Assessment of minimal clinically important improvement by using Oral Health Impact Profile-14 in Behcet’s disease
Hayran, O.; Mumcu, G.; Inanc, N.; Ergun, T.; Direskeneli, H.
Clinical & Experimental Rheumatology
OBJECTIVE: The aim of this prospective study was to detect minimal clinically important improvement (MCII) of oral health impact profile-14 (OHIP-14) for assessing the effect of treatments for oral ulcers in Behcet’s disease (BD). METHODS: BD patients with active oral ulcers (F/M:36/22) were selected. Baseline and follow-up data were collected by clinical examinations and questionnaires. Patients rated their global impression of change (PGIC) measured by a transitional question. MCII was defined as the difference in mean change from baseline in OHIP-14 between patients with no response to therapy and patients with next higher level of response. RESULTS: Approximately one third (29.3 %) of the patients expressed an improvement during control examinations. A significant correlation was observed between raw change in OHIP-14 score and change in number of oral ulcers (r=0.69 p=0.017). Inactive patients increased from 44.1% in baseline to 58.8% in follow-up examination.
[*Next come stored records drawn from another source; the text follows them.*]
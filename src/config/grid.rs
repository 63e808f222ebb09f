use super::{form_text, optional_form_text};
use crate::model::ValidationError;
use crate::validation::grid::validate_grid_bot;
use serde::{Deserialize, Serialize};

/// Grid bot form submission. Numeric fields hold the text the user typed.
#[derive(Debug, Deserialize, Serialize, Clone, Default, PartialEq)]
#[serde(default, rename_all = "camelCase")]
pub struct GridBotConfig {
    #[serde(deserialize_with = "form_text")]
    pub pair: String,
    #[serde(deserialize_with = "form_text")]
    pub strategy: String,
    #[serde(deserialize_with = "form_text")]
    pub lower_limit: String,
    #[serde(deserialize_with = "form_text")]
    pub upper_limit: String,
    #[serde(deserialize_with = "form_text")]
    pub investment: String,
    /// Percentage step between ladder levels.
    #[serde(deserialize_with = "form_text")]
    pub small_grid: String,
    /// Requested number of grid levels.
    #[serde(deserialize_with = "form_text")]
    pub big_grid: String,
    /// Optional; treated as 0.0 when absent or blank.
    #[serde(
        deserialize_with = "optional_form_text",
        skip_serializing_if = "Option::is_none"
    )]
    pub dip_percentage: Option<String>,
}

/// Grid form fields, in the order errors are reported.
#[derive(Debug, Clone, Copy, PartialEq, Eq, Hash)]
pub enum GridField {
    Pair,
    Strategy,
    LowerLimit,
    UpperLimit,
    Investment,
    SmallGrid,
    BigGrid,
    DipPercentage,
}

impl GridField {
    /// Fields that may not be left blank. `DipPercentage` is optional.
    pub const REQUIRED: [GridField; 7] = [
        GridField::Pair,
        GridField::Strategy,
        GridField::LowerLimit,
        GridField::UpperLimit,
        GridField::Investment,
        GridField::SmallGrid,
        GridField::BigGrid,
    ];

    pub const ALL: [GridField; 8] = [
        GridField::Pair,
        GridField::Strategy,
        GridField::LowerLimit,
        GridField::UpperLimit,
        GridField::Investment,
        GridField::SmallGrid,
        GridField::BigGrid,
        GridField::DipPercentage,
    ];

    /// Key used in config files and in reported errors.
    pub fn name(&self) -> &'static str {
        match self {
            GridField::Pair => "pair",
            GridField::Strategy => "strategy",
            GridField::LowerLimit => "lowerLimit",
            GridField::UpperLimit => "upperLimit",
            GridField::Investment => "investment",
            GridField::SmallGrid => "smallGrid",
            GridField::BigGrid => "bigGrid",
            GridField::DipPercentage => "dipPercentage",
        }
    }

    /// Human readable label used in messages.
    pub fn label(&self) -> &'static str {
        match self {
            GridField::Pair => "Pair",
            GridField::Strategy => "Strategy",
            GridField::LowerLimit => "Lower Limit",
            GridField::UpperLimit => "Upper Limit",
            GridField::Investment => "Investment",
            GridField::SmallGrid => "Small Grid",
            GridField::BigGrid => "Big Grid",
            GridField::DipPercentage => "Dip Percentage",
        }
    }

    pub fn from_name(name: &str) -> Option<Self> {
        GridField::ALL.into_iter().find(|f| f.name() == name)
    }
}

impl GridBotConfig {
    /// Every problem with this submission; empty means accepted.
    pub fn validate(&self) -> Vec<ValidationError> {
        validate_grid_bot(self)
    }

    /// Raw text of `field`, `None` only for an absent dip percentage.
    pub fn value(&self, field: GridField) -> Option<&str> {
        match field {
            GridField::Pair => Some(&self.pair),
            GridField::Strategy => Some(&self.strategy),
            GridField::LowerLimit => Some(&self.lower_limit),
            GridField::UpperLimit => Some(&self.upper_limit),
            GridField::Investment => Some(&self.investment),
            GridField::SmallGrid => Some(&self.small_grid),
            GridField::BigGrid => Some(&self.big_grid),
            GridField::DipPercentage => self.dip_percentage.as_deref(),
        }
    }

    pub fn set(&mut self, field: GridField, value: impl Into<String>) {
        let value = value.into();
        match field {
            GridField::Pair => self.pair = value,
            GridField::Strategy => self.strategy = value,
            GridField::LowerLimit => self.lower_limit = value,
            GridField::UpperLimit => self.upper_limit = value,
            GridField::Investment => self.investment = value,
            GridField::SmallGrid => self.small_grid = value,
            GridField::BigGrid => self.big_grid = value,
            GridField::DipPercentage => self.dip_percentage = Some(value),
        }
    }

    /// Builds a config from `(field name, text)` pairs, e.g. a submitted form
    /// or a CSV row. Unknown keys are ignored and missing keys stay blank.
    pub fn from_fields<I, K, V>(fields: I) -> Self
    where
        I: IntoIterator<Item = (K, V)>,
        K: AsRef<str>,
        V: Into<String>,
    {
        let mut config = GridBotConfig::default();
        for (key, value) in fields {
            if let Some(field) = GridField::from_name(key.as_ref().trim()) {
                config.set(field, value);
            }
        }
        config
    }
}
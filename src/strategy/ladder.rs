//! Geometric price ladder construction.

use super::types::StepPercent;
use crate::constants::MAX_LADDER_LEVELS;
use crate::error::LadderError;
use serde::Serialize;
use tracing::{debug, trace};

/// Ordered price levels a grid strategy would place orders at.
///
/// Starts at the lower limit and, whenever the lower limit is below the upper
/// limit, ends exactly at the upper limit. Never mutated after construction.
#[derive(Debug, Clone, PartialEq, Serialize)]
#[serde(transparent)]
pub struct PriceLadder {
    levels: Vec<f64>,
}

impl PriceLadder {
    /// Builds the ladder after checking the inputs it needs to terminate in a
    /// sensible number of steps.
    ///
    /// * `lower_limit` - First level of the ladder.
    /// * `upper_limit` - Level the ladder is capped at.
    /// * `step_percent` - Geometric growth between levels, in percent.
    ///
    /// Descending or equal bounds are not an error: they produce the single
    /// level `[lower_limit]`.
    ///
    /// Ladders projected past [`MAX_LADDER_LEVELS`] are refused rather than
    /// built. Only steps below the 0.2% minimum can reach that size, so such a
    /// submission is reported with a `general` error in place of its grid count
    /// and investment errors.
    pub fn try_generate(
        lower_limit: f64,
        upper_limit: f64,
        step_percent: f64,
    ) -> Result<Self, LadderError> {
        if !lower_limit.is_finite() || !upper_limit.is_finite() {
            return Err(LadderError::NonFiniteBounds {
                lower: lower_limit,
                upper: upper_limit,
            });
        }
        if lower_limit >= upper_limit {
            return Ok(generate_price_ladder(lower_limit, upper_limit, step_percent));
        }
        if !step_percent.is_finite() || step_percent <= 0.0 {
            return Err(LadderError::InvalidStep(step_percent));
        }
        if lower_limit <= 0.0 {
            return Err(LadderError::NonPositiveBase(lower_limit));
        }

        let growth = StepPercent::new(step_percent).ratio().ln();
        let projected = (upper_limit / lower_limit).ln() / growth + 2.0;
        if growth <= 0.0 || !projected.is_finite() || projected > MAX_LADDER_LEVELS as f64 {
            return Err(LadderError::TooManyLevels {
                max: MAX_LADDER_LEVELS,
            });
        }

        Ok(generate_price_ladder(lower_limit, upper_limit, step_percent))
    }

    pub fn levels(&self) -> &[f64] {
        &self.levels
    }

    pub fn len(&self) -> usize {
        self.levels.len()
    }

    /// Number of gaps between adjacent levels.
    pub fn intervals(&self) -> usize {
        self.levels.len().saturating_sub(1)
    }

    pub fn first(&self) -> Option<f64> {
        self.levels.first().copied()
    }

    pub fn last(&self) -> Option<f64> {
        self.levels.last().copied()
    }
}

impl From<PriceLadder> for Vec<f64> {
    fn from(ladder: PriceLadder) -> Self {
        ladder.levels
    }
}

/// Calculates the ladder levels from `lower_limit` up to `upper_limit`.
///
/// Each level is the previous one grown by `step_percent`. When the next
/// level would reach or pass the upper limit, the upper limit itself closes
/// the ladder. Callers are expected to pass a positive step and positive lower
/// limit; if the step makes no upward progress the ladder is closed at the
/// upper limit immediately, so the loop always terminates.
pub fn generate_price_ladder(lower_limit: f64, upper_limit: f64, step_percent: f64) -> PriceLadder {
    let step = StepPercent::new(step_percent);
    let mut levels = vec![lower_limit];
    let mut current = lower_limit;

    while current < upper_limit {
        let next = step.advance(current);
        if next >= upper_limit || !(next > current) {
            levels.push(upper_limit);
            break;
        }
        trace!(level = next, "ladder level");
        levels.push(next);
        current = next;
    }

    debug!(
        lower_limit,
        upper_limit,
        step_percent,
        levels = levels.len(),
        "Generated price ladder"
    );
    PriceLadder { levels }
}

#[cfg(test)]
mod tests {
    use super::*;

    fn assert_well_formed(lower: f64, upper: f64, step: f64) {
        let ladder = generate_price_ladder(lower, upper, step);
        let levels = ladder.levels();

        assert_eq!(levels[0], lower);
        assert_eq!(*levels.last().unwrap(), upper);
        for pair in levels.windows(2) {
            assert!(pair[1] > pair[0], "not increasing: {:?}", pair);
        }
        // Every interval but the closing one is a full geometric step.
        let ratio = 1.0 + step / 100.0;
        for pair in levels[..levels.len() - 1].windows(2) {
            assert!((pair[1] / pair[0] - ratio).abs() < 1e-9);
        }
    }

    #[test]
    fn test_ladder_one_percent_over_ten_percent_range() {
        let ladder = generate_price_ladder(100.0, 110.0, 1.0);
        assert_eq!(ladder.len(), 11);
        assert_eq!(ladder.intervals(), 10);

        let levels = ladder.levels();
        assert!((levels[1] - 101.0).abs() < 1e-9);
        assert!((levels[2] - 102.01).abs() < 1e-9);
        assert!((levels[9] - 109.368_527_268_436_09).abs() < 1e-6);
        assert_eq!(levels[10], 110.0);
    }

    #[test]
    fn test_ladder_shape_across_inputs() {
        assert_well_formed(100.0, 110.0, 1.0);
        assert_well_formed(0.45, 0.65, 0.2);
        assert_well_formed(25_000.0, 70_000.0, 2.5);
        assert_well_formed(1.0, 1.5, 50.0);
        assert_well_formed(10.0, 10.5, 7.0);
    }

    #[test]
    fn test_exact_landing_on_upper_limit() {
        // 100 -> 110 -> 121: the upper limit is hit exactly, not duplicated.
        let ladder = generate_price_ladder(100.0, 121.0, 10.0);
        assert_eq!(ladder.len(), 3);
        assert_eq!(ladder.last(), Some(121.0));
    }

    #[test]
    fn test_step_larger_than_range() {
        let ladder = generate_price_ladder(100.0, 101.0, 5.0);
        assert_eq!(ladder.levels(), &[100.0, 101.0]);
    }

    #[test]
    fn test_equal_and_descending_bounds_are_single_level() {
        assert_eq!(generate_price_ladder(100.0, 100.0, 1.0).levels(), &[100.0]);
        assert_eq!(generate_price_ladder(200.0, 100.0, 1.0).levels(), &[200.0]);
        assert_eq!(PriceLadder::try_generate(200.0, 100.0, 0.0).unwrap().len(), 1);
    }

    #[test]
    fn test_no_progress_step_terminates() {
        assert_eq!(generate_price_ladder(100.0, 110.0, 0.0).levels(), &[100.0, 110.0]);
        assert_eq!(generate_price_ladder(0.0, 10.0, 1.0).levels(), &[0.0, 10.0]);
        assert_eq!(generate_price_ladder(-10.0, -5.0, 1.0).levels(), &[-10.0, -5.0]);
    }

    #[test]
    fn test_generation_is_deterministic() {
        let a = generate_price_ladder(0.45, 0.65, 0.3);
        let b = generate_price_ladder(0.45, 0.65, 0.3);
        assert_eq!(a, b);
    }

    #[test]
    fn test_try_generate_rejects_unusable_inputs() {
        assert!(matches!(
            PriceLadder::try_generate(100.0, f64::INFINITY, 1.0),
            Err(LadderError::NonFiniteBounds { .. })
        ));
        assert_eq!(
            PriceLadder::try_generate(100.0, 110.0, 0.0),
            Err(LadderError::InvalidStep(0.0))
        );
        assert_eq!(
            PriceLadder::try_generate(100.0, 110.0, -1.0),
            Err(LadderError::InvalidStep(-1.0))
        );
        assert_eq!(
            PriceLadder::try_generate(0.0, 110.0, 1.0),
            Err(LadderError::NonPositiveBase(0.0))
        );
        assert_eq!(
            PriceLadder::try_generate(1.0, 1e12, 1e-9),
            Err(LadderError::TooManyLevels {
                max: MAX_LADDER_LEVELS
            })
        );
    }

    #[test]
    fn test_try_generate_matches_plain_generation() {
        let checked = PriceLadder::try_generate(100.0, 110.0, 1.0).unwrap();
        assert_eq!(checked, generate_price_ladder(100.0, 110.0, 1.0));
        let levels: Vec<f64> = checked.into();
        assert_eq!(levels.len(), 11);
    }
}
//! Console renderer for validation reports.

use crate::config::grid::GridBotConfig;
use crate::config::strategy::BotConfig;
use crate::model::ValidationError;
use crate::strategy::ladder::PriceLadder;
use std::io::{self, Write};

/// Console renderer for validation reports and ladder previews.
pub struct ConsoleRenderer;

impl ConsoleRenderer {
    /// Render a complete validation report to stdout.
    pub fn render(config: &BotConfig, errors: &[ValidationError], ladder: Option<&PriceLadder>) {
        let stdout = io::stdout();
        let mut out = stdout.lock();
        if let Err(e) = Self::write_report(&mut out, config, errors, ladder) {
            tracing::error!("Failed to write report: {}", e);
        }
    }

    pub fn write_report<W: Write>(
        out: &mut W,
        config: &BotConfig,
        errors: &[ValidationError],
        ladder: Option<&PriceLadder>,
    ) -> io::Result<()> {
        writeln!(out)?;
        writeln!(out, "{}", "=".repeat(60))?;
        writeln!(out, " {} VALIDATION REPORT", config.type_name().to_uppercase())?;
        writeln!(out, "{}", "=".repeat(60))?;

        // Section 1: Configuration
        writeln!(out)?;
        Self::write_config(out, config)?;

        // Section 2: Ladder preview
        if let Some(l) = ladder {
            writeln!(out)?;
            writeln!(out, "{}", "-".repeat(60))?;
            Self::write_ladder(out, l)?;
        }

        // Section 3: Result
        writeln!(out)?;
        writeln!(out, "{}", "-".repeat(60))?;
        Self::write_errors(out, errors)?;

        writeln!(out)?;
        writeln!(out, "{}", "=".repeat(60))?;
        Ok(())
    }

    /// One line per batch row: `#<row> <pair> OK` or the row's errors.
    pub fn write_batch_row<W: Write>(
        out: &mut W,
        row: usize,
        config: &GridBotConfig,
        errors: &[ValidationError],
    ) -> io::Result<()> {
        let pair = if config.pair.trim().is_empty() {
            "<no pair>"
        } else {
            config.pair.as_str()
        };
        if errors.is_empty() {
            writeln!(out, "#{:<4} {:<12} OK", row, pair)
        } else {
            writeln!(out, "#{:<4} {:<12} REJECTED ({} issues)", row, pair, errors.len())?;
            for e in errors {
                writeln!(out, "        - [{}] {}", e.field, e.message)?;
            }
            Ok(())
        }
    }

    fn write_config<W: Write>(out: &mut W, config: &BotConfig) -> io::Result<()> {
        writeln!(out, "CONFIGURATION")?;

        match config {
            BotConfig::Grid(c) => {
                writeln!(out, "Pair:        {}", c.pair)?;
                writeln!(out, "Strategy:    {}", c.strategy)?;
                writeln!(out, "Range:       {} - {}", c.lower_limit, c.upper_limit)?;
                writeln!(out, "Investment:  {}", c.investment)?;
                writeln!(out, "Small Grid:  {}%", c.small_grid)?;
                writeln!(out, "Big Grid:    {}", c.big_grid)?;
                if let Some(dip) = c.dip_percentage.as_deref() {
                    writeln!(out, "Dip:         {}%", dip)?;
                }
            }
            BotConfig::Dip(c) => {
                writeln!(out, "Symbol:      {}", c.symbol)?;
                writeln!(out, "Exchange:    {}", c.exchange)?;
                writeln!(out, "Order:       {} {}", c.order_type, c.quantity)?;
                writeln!(out, "Dip:         {}%", c.dip_percentage)?;
                writeln!(out, "Time Frame:  {}", c.time_frame)?;
            }
            BotConfig::Momentum(c) => {
                writeln!(out, "Base:        {}", c.base_symbol)?;
                writeln!(out, "Symbols:     {}", c.symbols.join(", "))?;
                writeln!(out, "Interval:    {}", c.interval)?;
                writeln!(out, "Days:        {}", c.number_of_days)?;
            }
        }
        Ok(())
    }

    /// Render ladder levels, the first and last 50 when the ladder is long.
    pub fn write_ladder<W: Write>(out: &mut W, ladder: &PriceLadder) -> io::Result<()> {
        writeln!(
            out,
            "PRICE LADDER ({} Levels, {} Intervals)",
            ladder.len(),
            ladder.intervals()
        )?;
        if let (Some(first), Some(last)) = (ladder.first(), ladder.last()) {
            writeln!(out, "Ladder Range: {} - {}", first, last)?;
        }
        writeln!(out, "{:<6} | {:<18} | STEP %", "IDX", "PRICE")?;
        writeln!(out, "{}", "-".repeat(40))?;

        let levels = ladder.levels();
        let shown: Vec<(usize, &f64)> = if levels.len() > 100 {
            levels
                .iter()
                .enumerate()
                .take(50)
                .chain(levels.iter().enumerate().skip(levels.len() - 50))
                .collect()
        } else {
            levels.iter().enumerate().collect()
        };

        for (idx, price) in shown {
            let step_pct = if idx > 0 && levels[idx - 1] > 0.0 {
                format!("{:.4}", (price - levels[idx - 1]) / levels[idx - 1] * 100.0)
            } else {
                "-".to_string()
            };
            writeln!(out, "{:<6} | {:<18.6} | {}", idx, price, step_pct)?;
            if levels.len() > 100 && idx == 49 {
                writeln!(out, "... (Hiding {} levels) ...", levels.len() - 100)?;
            }
        }
        Ok(())
    }

    fn write_errors<W: Write>(out: &mut W, errors: &[ValidationError]) -> io::Result<()> {
        if errors.is_empty() {
            writeln!(out, "RESULT: ACCEPTED")?;
            return Ok(());
        }

        writeln!(out, "RESULT: REJECTED ({} issues)", errors.len())?;
        for e in errors {
            writeln!(out, "  [{}] {}", e.field, e.message)?;
        }
        Ok(())
    }
}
A trend towards decreased number of oral ulcers was observed in follow-up (0.64+/-0.93) compared to baseline (1.44+/-1.92) in the improved group (p=0.096). According to regression analysis, PGIC was a significant predictor of change in raw OHIP-14 score. The threshold levels generated from the ROC analyses in OHIP-14 score best associated with clinically important improvement were -3.5 points (sensitivity: 80%, specificity: 88.6%) and -38.1% (sensitivity: 86.7%, specificity: 97.1%) respectively. CONCLUSION: Changes in OHIP-14 scores seem to be a sensitive and valuable tool for the determination of MCII during follow-up of Behcet’s disease patients for oral disease assessment.